- YOUR TASK
Filter the entries down to the lines containing "ArticleDto", and copy those lines.

*** Opening DATA FOR ANALYSIS ***

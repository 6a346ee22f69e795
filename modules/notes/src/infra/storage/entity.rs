use crudkit_db::{Capabilities, Capability, Entity as CrudEntity, SeaEntity};
use sea_orm::entity::prelude::*;
use serde::Serialize;

#[derive(Clone, Debug, PartialEq, Eq, DeriveEntityModel, Serialize)]
#[sea_orm(table_name = "notes")]
pub struct Model {
    #[sea_orm(primary_key)]
    pub id: i64,
    pub title: String,
    pub body: String,
}

#[derive(Copy, Clone, Debug, EnumIter, DeriveRelation)]
pub enum Relation {}

impl ActiveModelBehavior for ActiveModel {}

impl CrudEntity for Model {
    type Key = i64;
    const NAME: &'static str = "note";
    const CAPABILITIES: Capabilities =
        Capabilities::of(&[Capability::SoftDeletable, Capability::TenantScoped]);

    fn id(&self) -> i64 {
        self.id
    }

    fn set_id(&mut self, id: i64) {
        self.id = id;
    }
}

impl SeaEntity for Model {
    fn id_column() -> Column {
        Column::Id
    }
}
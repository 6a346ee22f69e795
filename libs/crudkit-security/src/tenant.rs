use std::fmt;

/// Identifier of a tenant ("community") partition.
///
/// Stored in the hidden `CommunityID` column of tenant-scoped tables, hence
/// an integer rather than a UUID.
#[derive(Debug, Clone, Copy, PartialEq, Eq, Hash, PartialOrd, Ord, serde::Serialize, serde::Deserialize)]
#[serde(transparent)]
pub struct TenantId(i64);

impl TenantId {
    #[must_use]
    pub const fn new(value: i64) -> Self {
        Self(value)
    }

    #[must_use]
    pub const fn get(self) -> i64 {
        self.0
    }
}

impl From<i64> for TenantId {
    fn from(value: i64) -> Self {
        Self(value)
    }
}

impl From<TenantId> for i64 {
    fn from(value: TenantId) -> Self {
        value.0
    }
}

impl fmt::Display for TenantId {
    fn fmt(&self, f: &mut fmt::Formatter<'_>) -> fmt::Result {
        write!(f, "{}", self.0)
    }
}
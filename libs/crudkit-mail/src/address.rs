use std::fmt;

use crate::error::MailError;

/// A syntactically plausible mailbox address (`local@domain.tld`).
#[derive(Debug, Clone, PartialEq, Eq, Hash)]
pub struct EmailAddress(String);

impl EmailAddress {
    /// Parses a trimmed address.
    ///
    /// # Errors
    /// [`MailError::InvalidAddress`] describing the first problem found.
    pub fn parse(raw: &str) -> Result<Self, MailError> {
        let address = raw.trim();
        if address.is_empty() {
            return Err(MailError::invalid(raw, "empty"));
        }
        if address.chars().any(char::is_whitespace) {
            return Err(MailError::invalid(raw, "contains whitespace"));
        }
        let Some((local, domain)) = address.split_once('@') else {
            return Err(MailError::invalid(raw, "missing `@`"));
        };
        if local.is_empty() {
            return Err(MailError::invalid(raw, "empty local part"));
        }
        if domain.contains('@') {
            return Err(MailError::invalid(raw, "more than one `@`"));
        }
        let labels: Vec<&str> = domain.split('.').collect();
        if labels.len() < 2 || labels.iter().any(|label| label.is_empty()) {
            return Err(MailError::invalid(raw, "domain is not a dotted name"));
        }
        Ok(Self(address.to_owned()))
    }

    #[must_use]
    pub fn as_str(&self) -> &str {
        &self.0
    }

    #[must_use]
    pub fn domain(&self) -> &str {
        self.0.split_once('@').map_or("", |(_, domain)| domain)
    }
}

impl fmt::Display for EmailAddress {
    fn fmt(&self, f: &mut fmt::Formatter<'_>) -> fmt::Result {
        f.write_str(&self.0)
    }
}

/// Splits a comma separated recipient list, dropping blank entries.
#[must_use]
pub fn split_list(list: &str) -> Vec<String> {
    list.split(',')
        .map(str::trim)
        .filter(|entry| !entry.is_empty())
        .map(str::to_owned)
        .collect()
}

#[cfg(test)]
#[cfg_attr(coverage_nightly, coverage(off))]
mod tests {
    use super::*;

    #[test]
    fn accepts_plain_addresses() {
        let address = EmailAddress::parse("  jane.doe@example.com ").unwrap();
        assert_eq!(address.as_str(), "jane.doe@example.com");
        assert_eq!(address.domain(), "example.com");
    }

    #[test]
    fn rejects_malformed_addresses() {
        for raw in ["", "jane", "@example.com", "jane@", "jane@example", "a@b@c.com", "ja ne@x.com", "jane@x..com"] {
            assert!(
                matches!(EmailAddress::parse(raw), Err(MailError::InvalidAddress { .. })),
                "{raw} should be rejected"
            );
        }
    }

    #[test]
    fn split_list_trims_and_skips_blanks() {
        assert_eq!(
            split_list(" a@x.com, ,b@y.org,"),
            vec!["a@x.com".to_owned(), "b@y.org".to_owned()]
        );
        assert!(split_list("   ").is_empty());
    }
}
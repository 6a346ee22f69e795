pub mod dto;
pub mod hooks;
use async_trait::async_trait;
use parking_lot::Mutex;

use crate::address::EmailAddress;
use crate::error::MailError;

/// A composed HTML message with validated addresses.
#[derive(Debug, Clone, PartialEq, Eq)]
pub struct MailMessage {
    pub from: EmailAddress,
    pub to: EmailAddress,
    pub cc: Vec<EmailAddress>,
    pub bcc: Vec<EmailAddress>,
    pub subject: String,
    pub body_html: String,
}

/// Delivers composed messages. Implementations own the connection to the
/// relay; delivery is attempted once.
#[async_trait]
pub trait MailTransport: Send + Sync + 'static {
    async fn deliver(&self, message: MailMessage) -> Result<(), MailError>;
}

/// Transport that keeps messages in memory instead of sending them.
#[derive(Debug, Default)]
pub struct MemoryTransport {
    outbox: Mutex<Vec<MailMessage>>,
    fail_with: Mutex<Option<String>>,
}

impl MemoryTransport {
    #[must_use]
    pub fn new() -> Self {
        Self::default()
    }

    /// Makes every following delivery fail with `message`.
    pub fn fail_with(&self, message: impl Into<String>) {
        *self.fail_with.lock() = Some(message.into());
    }

    #[must_use]
    pub fn sent(&self) -> Vec<MailMessage> {
        self.outbox.lock().clone()
    }
}

#[async_trait]
impl MailTransport for MemoryTransport {
    async fn deliver(&self, message: MailMessage) -> Result<(), MailError> {
        if let Some(reason) = self.fail_with.lock().clone() {
            return Err(MailError::transport(reason));
        }
        self.outbox.lock().push(message);
        Ok(())
    }
}
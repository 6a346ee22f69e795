#![allow(clippy::unwrap_used, clippy::expect_used)]

use std::sync::Arc;

use async_trait::async_trait;
use crudkit_db::{
    Capabilities, Capability, ChangeTracker, CommitOptions, ConfigError, DbSession, Entity,
    EntitySet, InMemoryEngine, Query, RowFilterPolicy, StorageError, StorageProvider,
};
use crudkit_security::SecurityContext;
use tokio_util::sync::CancellationToken;
use uuid::Uuid;

use crate::error::{AccessDenied, MappingError};
use crate::hooks::ServiceHooks;

#[derive(Debug, Clone, PartialEq, Eq)]
pub struct Article {
    pub id: i64,
    pub title: String,
    pub body: String,
}

impl Article {
    pub fn new(id: i64, title: &str, body: &str) -> Self {
        Self {
            id,
            title: title.to_owned(),
            body: body.to_owned(),
        }
    }
}

impl Entity for Article {
    type Key = i64;
    const NAME: &'static str = "article";
    const CAPABILITIES: Capabilities =
        Capabilities::of(&[Capability::SoftDeletable, Capability::TenantScoped]);

    fn id(&self) -> i64 {
        self.id
    }

    fn set_id(&mut self, id: i64) {
        self.id = id;
    }
}

#[derive(Debug, Clone)]
pub struct ArticleDto {
    pub id: Option<i64>,
    pub title: String,
    pub body: String,
}

impl ArticleDto {
    pub fn new(id: Option<i64>, title: &str) -> Self {
        Self {
            id,
            title: title.to_owned(),
            body: String::new(),
        }
    }
}

pub fn article_hooks() -> ServiceHooks<Article, ArticleDto> {
    ServiceHooks::new(|dto: ArticleDto| {
        if dto.title.len() > 200 {
            return Err(MappingError::field("Title", "value does not fit"));
        }
        Ok(Article {
            id: dto.id.unwrap_or_default(),
            title: dto.title,
            body: dto.body,
        })
    })
    .standardize(|mut article: Article| {
        article.title = article.title.trim().to_owned();
        article.body = article.body.trim().to_owned();
        article
    })
    .validate(|article: &Article, sink| {
        if article.title.is_empty() {
            sink.add_error("Title", "Title is required");
        }
    })
    .check_permission(|ctx: &SecurityContext, op| {
        if op.is_write() && ctx.is_anonymous() {
            return Err(AccessDenied::new("anonymous callers cannot write articles"));
        }
        Ok(())
    })
}

pub fn ctx_for_tenant(tenant: i64) -> SecurityContext {
    SecurityContext::builder()
        .subject_id(Uuid::new_v4())
        .tenant_id(tenant)
        .build()
}

pub async fn article_store() -> (Arc<InMemoryEngine<Article>>, Arc<RowFilterPolicy>) {
    let engine = Arc::new(InMemoryEngine::<Article>::new());
    let mut builder = RowFilterPolicy::builder();
    builder.register::<Article>(engine.as_ref()).await.unwrap();
    (engine, Arc::new(builder.build()))
}

/// Provider wrapper that counts the unit-of-work calls a service makes.
pub struct RecordingProvider<P> {
    inner: P,
    pub adds: usize,
    pub updates: usize,
    pub removes: usize,
    pub commits: usize,
    pub discards: usize,
}

impl<P> RecordingProvider<P> {
    pub fn new(inner: P) -> Self {
        Self {
            inner,
            adds: 0,
            updates: 0,
            removes: 0,
            commits: 0,
            discards: 0,
        }
    }

    pub fn inner(&self) -> &P {
        &self.inner
    }
}

#[async_trait]
impl<E: Entity, P: StorageProvider<E>> StorageProvider<E> for RecordingProvider<P> {
    fn security_context(&self) -> &SecurityContext {
        self.inner.security_context()
    }

    fn entity_set(&self) -> Result<EntitySet<E>, ConfigError> {
        self.inner.entity_set()
    }

    fn query(&self, set: &EntitySet<E>) -> Query<E> {
        self.inner.query(set)
    }

    async fn fetch(&self, query: &Query<E>, cancel: &CancellationToken) -> Result<Vec<E>, StorageError> {
        self.inner.fetch(query, cancel).await
    }

    async fn count(&self, query: &Query<E>, cancel: &CancellationToken) -> Result<u64, StorageError> {
        self.inner.count(query, cancel).await
    }

    fn add(&mut self, entity: E) {
        self.adds += 1;
        self.inner.add(entity);
    }

    fn attach(&mut self, entity: E) {
        self.inner.attach(entity);
    }

    fn update(&mut self, entity: E) {
        self.updates += 1;
        self.inner.update(entity);
    }

    fn remove(&mut self, entity: E) {
        self.removes += 1;
        self.inner.remove(entity);
    }

    fn pending(&self) -> &ChangeTracker<E> {
        self.inner.pending()
    }

    fn discard_changes(&mut self) {
        self.discards += 1;
        self.inner.discard_changes();
    }

    async fn commit_with(
        &mut self,
        options: CommitOptions,
        cancel: &CancellationToken,
    ) -> Result<u64, StorageError> {
        self.commits += 1;
        self.inner.commit_with(options, cancel).await
    }
}

pub type ArticleProvider = RecordingProvider<DbSession<Article>>;

pub fn article_session(
    engine: &Arc<InMemoryEngine<Article>>,
    policy: &Arc<RowFilterPolicy>,
    ctx: SecurityContext,
) -> ArticleProvider {
    RecordingProvider::new(DbSession::new(engine.clone(), policy.clone(), ctx))
}
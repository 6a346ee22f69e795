use crudkit_security::SecurityContext;

use crate::capability::Capability;
use crate::changes::{ChangeTracker, EntryState};
use crate::entity::Entity;
use crate::error::StorageError;
use crate::schema::{EntitySchema, HiddenColumn, HiddenValue};

/// Hook run by [`DbSession`](crate::DbSession) right before pending changes
/// are handed to the engine, exactly once per commit call.
pub trait SaveInterceptor<E: Entity>: Send + Sync {
    /// Rewrites the pending changes in place.
    ///
    /// # Errors
    /// An error aborts the commit before anything reaches storage.
    fn before_save(
        &self,
        schema: &EntitySchema,
        ctx: &SecurityContext,
        tracker: &mut ChangeTracker<E>,
    ) -> Result<(), StorageError>;
}

/// Turns deletions of soft-deletable entities into updates that set
/// `IsDeleted = true`. Other deletions stay physical.
#[derive(Debug, Clone, Copy, Default)]
pub struct SoftDeleteInterceptor;

impl<E: Entity> SaveInterceptor<E> for SoftDeleteInterceptor {
    fn before_save(
        &self,
        schema: &EntitySchema,
        _ctx: &SecurityContext,
        tracker: &mut ChangeTracker<E>,
    ) -> Result<(), StorageError> {
        if !schema.capabilities().contains(Capability::SoftDeletable) {
            return Ok(());
        }

        for entry in tracker.in_state_mut(EntryState::Deleted) {
            entry
                .hidden_mut()
                .set(HiddenColumn::IsDeleted, HiddenValue::Bool(true));
            entry.set_state(EntryState::Modified);
            tracing::debug!(
                entity = schema.entity(),
                id = ?entry.entity().id(),
                "deletion rewritten to soft delete"
            );
        }
        Ok(())
    }
}

/// Stamps the caller's tenant onto inserts of tenant-scoped entities, so a
/// created row is visible through the same tenant filter that reads use.
#[derive(Debug, Clone, Copy, Default)]
pub struct TenantStampInterceptor;

impl<E: Entity> SaveInterceptor<E> for TenantStampInterceptor {
    fn before_save(
        &self,
        schema: &EntitySchema,
        ctx: &SecurityContext,
        tracker: &mut ChangeTracker<E>,
    ) -> Result<(), StorageError> {
        if !schema.capabilities().contains(Capability::TenantScoped) {
            return Ok(());
        }
        if tracker.in_state(EntryState::Added).next().is_none() {
            return Ok(());
        }

        let tenant = ctx.tenant_id().ok_or(StorageError::MissingTenant {
            entity: schema.entity(),
        })?;
        for entry in tracker.in_state_mut(EntryState::Added) {
            entry
                .hidden_mut()
                .set(HiddenColumn::CommunityId, HiddenValue::Int(tenant.get()));
        }
        Ok(())
    }
}
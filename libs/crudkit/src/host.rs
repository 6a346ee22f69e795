//! Glue between a request-handling framework and crudkit services.

use crate::validation::{ENTITY_KEY, ValidationSink};

/// Anything that owns a framework-side validation handle (a controller,
/// a request extension, a form model).
pub trait ValidationHost {
    fn model_state_mut(&mut self) -> &mut ValidationSink;
}

impl ValidationHost for ValidationSink {
    fn model_state_mut(&mut self) -> &mut ValidationSink {
        self
    }
}

/// Per-request validation root.
///
/// Services are built with [`sink`](Self::sink), so they report into the
/// same state the request layer renders.
#[derive(Debug, Clone, Default)]
pub struct ApiValidation {
    sink: ValidationSink,
}

impl ApiValidation {
    #[must_use]
    pub fn new() -> Self {
        Self::default()
    }

    /// Handle to pass to services.
    #[must_use]
    pub fn sink(&self) -> ValidationSink {
        self.sink.clone()
    }

    /// Runs before each action: absorbs errors the host already collected,
    /// then points the host at the request state. Afterwards both sides see
    /// one combined set of errors.
    pub fn sync<H: ValidationHost + ?Sized>(&self, host: &mut H) {
        let state = host.model_state_mut();
        self.sink.merge(state);
        state.rebind(&self.sink);
    }

    /// Records errors that have no field, such as identity or account
    /// failures.
    pub fn add_errors<I, S>(&self, errors: I)
    where
        I: IntoIterator<Item = S>,
        S: Into<String>,
    {
        for error in errors {
            self.sink.add_error(ENTITY_KEY, error);
        }
    }

    #[must_use]
    pub fn is_valid(&self) -> bool {
        self.sink.is_valid()
    }
}

/// Lowercases a shared-secret key and splits it into groups of four
/// characters for display.
#[must_use]
pub fn format_key(unformatted: &str) -> String {
    let chars: Vec<char> = unformatted.chars().collect();
    let mut out = String::with_capacity(chars.len() + chars.len().div_euclid(4));
    let mut pos = 0;
    while pos + 4 < chars.len() {
        out.extend(&chars[pos..pos + 4]);
        out.push(' ');
        pos += 4;
    }
    out.extend(&chars[pos..]);
    out.to_lowercase()
}

/// True for application-relative URLs: `/path` or `~/path`, but not
/// protocol-relative `//host` or `/\host`.
#[must_use]
pub fn is_local_url(url: &str) -> bool {
    if let Some(rest) = url.strip_prefix('/') {
        return !rest.starts_with('/') && !rest.starts_with('\\');
    }
    url.starts_with("~/")
}

/// Redirect target after a login-style flow: `url` when it stays inside the
/// application, otherwise `fallback`.
#[must_use]
pub fn local_redirect<'a>(url: Option<&'a str>, fallback: &'a str) -> &'a str {
    match url {
        Some(url) if is_local_url(url) => url,
        _ => fallback,
    }
}

#[cfg(test)]
#[cfg_attr(coverage_nightly, coverage(off))]
mod tests {
    use super::*;

    struct Controller {
        model_state: ValidationSink,
    }

    impl ValidationHost for Controller {
        fn model_state_mut(&mut self) -> &mut ValidationSink {
            &mut self.model_state
        }
    }

    #[test]
    fn sync_merges_then_shares_state() {
        let api = ApiValidation::new();
        let service_sink = api.sink();
        service_sink.add_error("Name", "required");

        let mut controller = Controller {
            model_state: ValidationSink::new(),
        };
        controller.model_state.add_error("Email", "invalid");

        api.sync(&mut controller);

        assert!(controller.model_state.shares_state_with(&service_sink));
        assert_eq!(controller.model_state.errors_for("Name"), vec!["required".to_owned()]);
        assert_eq!(service_sink.errors_for("Email"), vec!["invalid".to_owned()]);

        // Errors added after the sync are visible on both sides.
        service_sink.add_error("Title", "too long");
        assert_eq!(controller.model_state.error_count(), 3);
    }

    #[test]
    fn sync_twice_does_not_duplicate() {
        let api = ApiValidation::new();
        let mut host = ValidationSink::new();
        host.add_error("x", "bad");
        api.sync(&mut host);
        api.sync(&mut host);
        assert_eq!(api.sink().error_count(), 1);
    }

    #[test]
    fn add_errors_uses_entity_key() {
        let api = ApiValidation::new();
        api.add_errors(["Passwords must match.", "User name is taken."]);
        assert!(!api.is_valid());
        assert_eq!(api.sink().errors_for("").len(), 2);
    }

    #[test]
    fn format_key_groups_by_four() {
        assert_eq!(format_key("ABCDEFGH"), "abcd efgh");
        assert_eq!(format_key("ABCDEFGHI"), "abcd efgh i");
        assert_eq!(format_key("ABCD"), "abcd");
        assert_eq!(format_key("AB"), "ab");
        assert_eq!(format_key(""), "");
    }

    #[test]
    fn redirect_stays_local() {
        assert_eq!(local_redirect(Some("/notes/1"), "/"), "/notes/1");
        assert_eq!(local_redirect(Some("~/home"), "/"), "~/home");
        assert_eq!(local_redirect(Some("//evil.example"), "/"), "/");
        assert_eq!(local_redirect(Some("/\\evil.example"), "/"), "/");
        assert_eq!(local_redirect(Some("https://evil.example"), "/"), "/");
        assert_eq!(local_redirect(None, "/home"), "/home");
    }
}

*** Closing DATA FOR ANALYSIS ***

- ANSWER TO THE PROBLEM
pub struct ArticleDto {
impl ArticleDto {
pub fn article_hooks() -> ServiceHooks<Article, ArticleDto> {
    ServiceHooks::new(|dto: ArticleDto| {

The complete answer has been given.